*BRIEF:* Answer with a number only, stating how many lines of the records hold the word "derive".

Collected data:
·····

//! Minimal CLI: JSON documents → (ReQL wire terms | expression check)
use std::io::Read;
use std::path::{Path, PathBuf};

use anyhow::{Context, Result, anyhow};
use clap::{Args, Parser, Subcommand};
use colored::Colorize;
use log::{debug, info};
use rayon::prelude::*;

use crate::coerce::Coercer;
use crate::config::{CoerceOptions, DepthPolicy};
use crate::value::Value;

// ————————————————————————————————————————————————————————————————————————————
// TYPES
// ————————————————————————————————————————————————————————————————————————————

/// coerce JSON/NDJSON documents into ReQL expression trees
#[derive(Parser, Debug)]
#[command(name = "reql-coerce", version)]
pub struct CommandLineInterface {
    /// verbose logging (-v, -vv for more)
    #[arg(short, long, action = clap::ArgAction::Count, global = true)]
    pub verbose: u8,

    #[command(subcommand)]
    cmd: Command,
}

#[derive(Subcommand, Debug)]
enum Command {
    /// coerce every document and print its wire-encoded term
    Ast(AstOut),
    /// report which documents do not coerce to a value expression
    Check(CheckOut),
}

#[derive(Args, Debug, Clone)]
struct InputSettings {
    /// treat input as newline-delimited JSON (NDJSON)
    #[arg(long, default_value_t = false)]
    ndjson: bool,

    /// JSON Pointer to select a subnode in each document (e.g. /data/items/0/payload)
    #[arg(long)]
    json_pointer: Option<String>,

    /// JQ pre-process filter for each document.
    #[arg(long)]
    jq_expr: Option<String>,

    /// turn RFC 3339 strings into timestamps instead of plain strings
    #[arg(long, default_value_t = false)]
    parse_dates: bool,

    /// One or more inputs. May be literal paths or quoted glob patterns or '-' for stdin
    #[arg(long, short, num_args = 1.., required = true)]
    input: Vec<String>,
}

#[derive(Args, Debug, Clone)]
struct CoerceSettings {
    /// JSON file with coercion options
    #[arg(long)]
    config: Option<PathBuf>,

    /// recursion budget (overrides the config file)
    #[arg(long)]
    max_depth: Option<u32>,

    /// give every map value a fresh budget instead of spending it
    #[arg(long, default_value_t = false)]
    arrays_only: bool,
}

#[derive(clap::Parser, Debug)]
struct AstOut {
    #[command(flatten)]
    input_settings: InputSettings,

    #[command(flatten)]
    coerce_settings: CoerceSettings,

    /// output file (stdout if omitted); one term per line
    #[arg(short, long)]
    out: Option<PathBuf>,

    /// pretty-print each term
    #[arg(long)]
    pretty: bool,
}

#[derive(clap::Parser, Debug)]
struct CheckOut {
    #[command(flatten)]
    input_settings: InputSettings,

    #[command(flatten)]
    coerce_settings: CoerceSettings,
}

/// One input document and where it came from.
#[derive(Debug)]
struct Document {
    origin: String,
    json: serde_json::Value,
}

// ————————————————————————————————————————————————————————————————————————————
// IMPLEMENTATION
// ————————————————————————————————————————————————————————————————————————————

impl InputSettings {
    fn load_documents(&self) -> Result<Vec<Document>> {
        let mut docs = Vec::new();
        for source_path in resolve_file_path_patterns(&self.input)? {
            let origin = source_path.to_string_lossy().to_string();
            let source = read_source(&source_path)
                .with_context(|| format!("failed to read source file ({origin})"))?;
            if self.ndjson {
                for (line_no, line) in source.lines().enumerate() {
                    if line.trim().is_empty() {
                        continue;
                    }
                    let json = serde_json::from_str(line)
                        .with_context(|| format!("failed to parse JSON ({origin}:{})", line_no + 1))?;
                    self.select(format!("{origin}:{}", line_no + 1), json, &mut docs)?;
                }
            } else {
                let json = serde_json::from_str(&source)
                    .with_context(|| format!("failed to parse JSON source file ({origin})"))?;
                self.select(origin, json, &mut docs)?;
            }
        }
        debug!("loaded {} document(s)", docs.len());
        Ok(docs)
    }

    /// Apply the JSON pointer, then the jq filter.
    fn select(&self, origin: String, json: serde_json::Value, out: &mut Vec<Document>) -> Result<()> {
        let json = match self.json_pointer.as_deref() {
            None => json,
            Some(ptr) => json
                .pointer(ptr)
                .cloned()
                .ok_or_else(|| anyhow!("JSON pointer {ptr} matched nothing in {origin}"))?,
        };
        match self.jq_expr.as_deref() {
            None => out.push(Document { origin, json }),
            Some(jq_expr) => {
                let results = crate::jq_exec::run_filter(jq_expr, &json)
                    .with_context(|| format!("failed to apply jq expression to {origin}"))?;
                for (ix, json) in results.into_iter().enumerate() {
                    out.push(Document { origin: format!("{origin}#{ix}"), json });
                }
            }
        }
        Ok(())
    }

    fn to_value(&self, json: &serde_json::Value) -> Value {
        let value = Value::from(json.clone());
        if self.parse_dates { value.with_parsed_dates() } else { value }
    }
}

impl CoerceSettings {
    fn coercer(&self) -> Result<Coercer> {
        let mut options = match self.config.as_ref() {
            Some(path) => CoerceOptions::load(path)?,
            None => CoerceOptions::default(),
        };
        if let Some(max_depth) = self.max_depth {
            anyhow::ensure!(max_depth > 0, "--max-depth must be at least 1");
            options = options.with_max_depth(max_depth);
        }
        if self.arrays_only {
            options = options.with_depth_policy(DepthPolicy::ArraysOnly);
        }
        debug!("coercion options: {options:?}");
        Ok(Coercer::new(options))
    }
}

impl CommandLineInterface {
    pub fn load() -> Self {
        Self::parse()
    }

    /// Returns `false` when `check` found documents that fail.
    pub fn run(&self) -> Result<bool> {
        match &self.cmd {
            Command::Ast(target) => {
                let coercer = target.coerce_settings.coercer()?;
                let docs = target.input_settings.load_documents()?;
                let rendered = docs
                    .par_iter()
                    .map(|doc| {
                        let value = target.input_settings.to_value(&doc.json);
                        let wire = coercer
                            .to_ast(value)
                            .and_then(|term| term.build())
                            .with_context(|| format!("failed to coerce {}", doc.origin))?;
                        let text = if target.pretty {
                            serde_json::to_string_pretty(&wire)?
                        } else {
                            serde_json::to_string(&wire)?
                        };
                        Ok(text)
                    })
                    .collect::<Result<Vec<String>>>()?;

                let mut output = rendered.join("\n");
                output.push('\n');
                match target.out.as_ref() {
                    Some(out) => {
                        if let Some(parent) = out.parent() {
                            std::fs::create_dir_all(parent)?;
                        }
                        std::fs::write(out, &output)
                            .with_context(|| format!("failed to write {}", out.display()))?;
                        info!("wrote {} term(s) to {}", rendered.len(), out.display());
                    }
                    None => print!("{output}"),
                }
                Ok(true)
            }
            Command::Check(target) => {
                let coercer = target.coerce_settings.coercer()?;
                let docs = target.input_settings.load_documents()?;
                let outcomes = docs
                    .par_iter()
                    .map(|doc| coercer.to_expr(target.input_settings.to_value(&doc.json)))
                    .collect::<Vec<_>>();

                let mut failures = 0usize;
                for (doc, outcome) in docs.iter().zip(outcomes) {
                    match outcome {
                        Ok(_) => println!("{} {}", "ok".green(), doc.origin),
                        Err(error) => {
                            failures += 1;
                            println!("{} {}: {error} ({:?})", "error".red().bold(), doc.origin, error.kind());
                        }
                    }
                }
                info!("{} of {} document(s) failed", failures, docs.len());
                Ok(failures == 0)
            }
        }
    }
}

// ————————————————————————————————————————————————————————————————————————————
// INTERNAL HELPERS
// ————————————————————————————————————————————————————————————————————————————

fn read_source(path: &Path) -> std::io::Result<String> {
    if path.as_os_str() == "-" {
        let mut buf = String::new();
        std::io::stdin().read_to_string(&mut buf)?;
        Ok(buf)
    } else {
        std::fs::read_to_string(path)
    }
}

fn resolve_file_path_patterns<I>(patterns: I) -> Result<Vec<PathBuf>>
where
    I: IntoIterator,
    I::Item: AsRef<str>,
{
    fn has_glob_chars(s: &str) -> bool {
        // Minimal glob detection for the `glob` crate syntax.
        s.bytes().any(|b| matches!(b, b'*' | b'?' | b'[' | b'{' ))
    }

    let mut out = Vec::<PathBuf>::new();

    for raw in patterns {
        let pattern = raw.as_ref();

        if has_glob_chars(pattern) {
            let mut matched_any = false;
            for entry in glob::glob(pattern)? {
                out.push(entry?);
                matched_any = true;
            }
            anyhow::ensure!(matched_any, "glob pattern matched no files: {pattern}");
        } else {
            out.push(PathBuf::from(pattern));
        }
    }

    Ok(out)
}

·····

*ANSWER FOR THE TASK:* 7